Wkładam nogę przy brzegu i nie docieram do dna a wodę mam po kolano. W doopę z tym nie zaryzykuję. W międzyczasie Michał ustala że trasa gdzie jest ten okrągły znak pod którym się przejeżdża i mostek są ze 30 km dalej. Track stary i w obecnej sytuacji nieprzejezdny. Zawracamy do asfaltu i postanawiamy spróbować trasy alternatywnej bo tędy szans nie mamy na przekroczenie rzeki.
Lecimy dalej te 30 kilosów. Mamy mostek i właściwy znak.
Teraz mamy pewność że jesteśmy na właściwej ścieżce.

Pirania ma kilkaset kilo nadbagażu więc jest trudno.

Motóry się przewracają.

Nerwy puszczają.

Pionizujemy to goowno.

Dalej już bułka z masłem, przejezdna łatwo wszystkim.



Podlatujemy wreszcie do bazy pod Pikiem. Zimno jak cholera no ale w końcu tam ze 3600 czy jakoś tak.

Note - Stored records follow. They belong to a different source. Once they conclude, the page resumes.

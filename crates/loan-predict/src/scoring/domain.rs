use serde::{Deserialize, Serialize};

/// Highest education attained by the applicant. Closed enumeration; the wire
/// labels match the upstream data set and anything else is rejected at
/// deserialization rather than silently scored as a miss.
#[derive(Debug, Clone, Copy, PartialEq, Eq, Serialize, Deserialize)]
pub enum EducationLevel {
    Graduate,
    #[serde(rename = "Not Graduate")]
    NotGraduate,
}

/// Selects one of the two scoring variants. The variants share the same
/// indicator rubric and differ only in a conservatism multiplier applied by
/// the engine.
#[derive(Debug, Clone, Copy, PartialEq, Eq, Serialize, Deserialize)]
pub enum ModelSelector {
    RandomForest,
    XGBoost,
}

impl ModelSelector {
    pub const fn label(self) -> &'static str {
        match self {
            ModelSelector::RandomForest => "RandomForest",
            ModelSelector::XGBoost => "XGBoost",
        }
    }
}

/// Raw applicant attributes as submitted over the wire, before intake
/// validation. Monetary fields are currency-agnostic magnitudes.
///
/// `bank_asset_value` is optional because the upstream intake form never
/// collects it; an absent value is treated as zero.
#[derive(Debug, Clone, PartialEq, Serialize, Deserialize)]
pub struct LoanApplicationRequest {
    pub dependents_count: u32,
    pub education: EducationLevel,
    pub self_employed: bool,
    pub annual_income: f64,
    pub loan_amount: f64,
    pub loan_term_months: u32,
    pub credit_score: u16,
    pub residential_assets_value: f64,
    pub commercial_assets_value: f64,
    pub luxury_assets_value: f64,
    #[serde(default)]
    pub bank_asset_value: f64,
}

/// Validated applicant snapshot consumed by the scoring engine. Amounts are
/// guaranteed finite and non-negative, the credit score sits within the
/// supported bureau range, and the loan term is at least one month.
#[derive(Debug, Clone, PartialEq, Serialize, Deserialize)]
pub struct ApplicantRecord {
    pub dependents_count: u32,
    pub education: EducationLevel,
    pub self_employed: bool,
    pub annual_income: f64,
    pub loan_amount: f64,
    pub loan_term_months: u32,
    pub credit_score: u16,
    pub residential_assets_value: f64,
    pub commercial_assets_value: f64,
    pub luxury_assets_value: f64,
    pub bank_asset_value: f64,
}

/// The five boolean heuristics contributing to the approval likelihood.
#[derive(Debug, Clone, Copy, PartialEq, Eq, Serialize, Deserialize)]
#[serde(rename_all = "snake_case")]
pub enum IndicatorKind {
    StrongCredit,
    IncomeCoverage,
    GraduateEducation,
    BankReserves,
    AssetBacking,
}

/// One indicator evaluation, kept so callers can render a transparent
/// breakdown of the score.
#[derive(Debug, Clone, PartialEq, Serialize, Deserialize)]
pub struct IndicatorReading {
    pub indicator: IndicatorKind,
    pub satisfied: bool,
    pub notes: String,
}

/// Outcome of a single scoring invocation. The probability is rounded to two
/// decimal places; the approval decision was taken on the pre-rounded value.
#[derive(Debug, Clone, PartialEq, Serialize, Deserialize)]
pub struct PredictionResult {
    pub model: ModelSelector,
    pub approved: bool,
    pub probability: f64,
    pub positive_count: u8,
    pub indicators: Vec<IndicatorReading>,
}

Kręci się tutaj z 10 chłopa. Podpytuję gdzie tu Panowie dobra miejscówka na kimę bo widzę jurtę i kilka namiotów takich bardziejszych, górskich. Na pewno lepsze niż to co mamy. Wódz tej gawiedzi idzie, gada chwilę z kolesiem, który wsiada na moto i odjeżdża. Nam każe jechać za nim. No to jedziemy nie bardzo wiedząc o co chodzi. Podjeżdżamy za chłopakiem do szopki.

Okazuje się że proponuje nam nocleg w szopie. No, lepiej być nie mogło. Mamy nie tylko prąd ale też i piec. Namiotów nie trzeba rozkładać i będzie ciepło i przyjemnie. Z radością przyjmujemy tą propozycję.
Pakujemy się do środka.



Ja z Rafałem odblokowujemy Biszkeka i półtoraszkę a Michał postanawia ruszyć z buta na cebulowe pole.


My zostajemy w bazie.

Szykujemy kolację.


Biszkekujemy delektując się widokiem na pik, który w końcu się odsłania.

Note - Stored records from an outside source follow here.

use crate::config::ConfigError;
use crate::scoring::PredictionServiceError;
use crate::telemetry::TelemetryError;
use axum::http::StatusCode;
use axum::response::{IntoResponse, Response};
use axum::Json;
use serde_json::json;
use std::fmt;

#[derive(Debug)]
pub enum AppError {
    Config(ConfigError),
    Telemetry(TelemetryError),
    Io(std::io::Error),
    Server(axum::Error),
    Prediction(PredictionServiceError),
}

impl fmt::Display for AppError {
    fn fmt(&self, f: &mut fmt::Formatter<'_>) -> fmt::Result {
        match self {
            AppError::Config(err) => write!(f, "configuration error: {}", err),
            AppError::Telemetry(err) => write!(f, "telemetry error: {}", err),
            AppError::Io(err) => write!(f, "io error: {}", err),
            AppError::Server(err) => write!(f, "server error: {}", err),
            AppError::Prediction(err) => write!(f, "prediction error: {}", err),
        }
    }
}

impl std::error::Error for AppError {
    fn source(&self) -> Option<&(dyn std::error::Error + 'static)> {
        match self {
            AppError::Config(err) => Some(err),
            AppError::Telemetry(err) => Some(err),
            AppError::Io(err) => Some(err),
            AppError::Server(err) => Some(err),
            AppError::Prediction(err) => Some(err),
        }
    }
}

impl IntoResponse for AppError {
    fn into_response(self) -> Response {
        let status = match self {
            AppError::Prediction(_) => StatusCode::UNPROCESSABLE_ENTITY,
            AppError::Config(_)
            | AppError::Telemetry(_)
            | AppError::Io(_)
            | AppError::Server(_) => StatusCode::INTERNAL_SERVER_ERROR,
        };

        let body = Json(json!({ "error": self.to_string() }));
        (status, body).into_response()
    }
}

impl From<ConfigError> for AppError {
    fn from(value: ConfigError) -> Self {
        Self::Config(value)
    }
}

impl From<TelemetryError> for AppError {
    fn from(value: TelemetryError) -> Self {
        Self::Telemetry(value)
    }
}

impl From<std::io::Error> for AppError {
    fn from(value: std::io::Error) -> Self {
        Self::Io(value)
    }
}

impl From<axum::Error> for AppError {
    fn from(value: axum::Error) -> Self {
        Self::Server(value)
    }
}

impl From<PredictionServiceError> for AppError {
    fn from(value: PredictionServiceError) -> Self {
        Self::Prediction(value)
    }
}
mod cli;
mod infra;
mod predict;
mod routes;
mod server;

use loan_predict::error::AppError;

pub async fn run() -> Result<(), AppError> {
    cli::run().await
}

Nasz gospodarz wpada po ogarnięciu koni i walimy razem koniaczek. Potem dolatuje jeszcze druga ekipa, jak się okazuje to brat naszego gospodarza i jeszcze jakiś koleś. Pracują tutaj razem w bazie. Wszyscy bajkery. Każdy chce się przejechać ale środek nocy, ciemno jak w doopie więc grzecznie odwodzimy ich od tych pomysłów i po zakończeniu butelek koniaku walimy w kimę. To był ciężki dzień ale z doskonałym finałem w doborowym towarzystwie.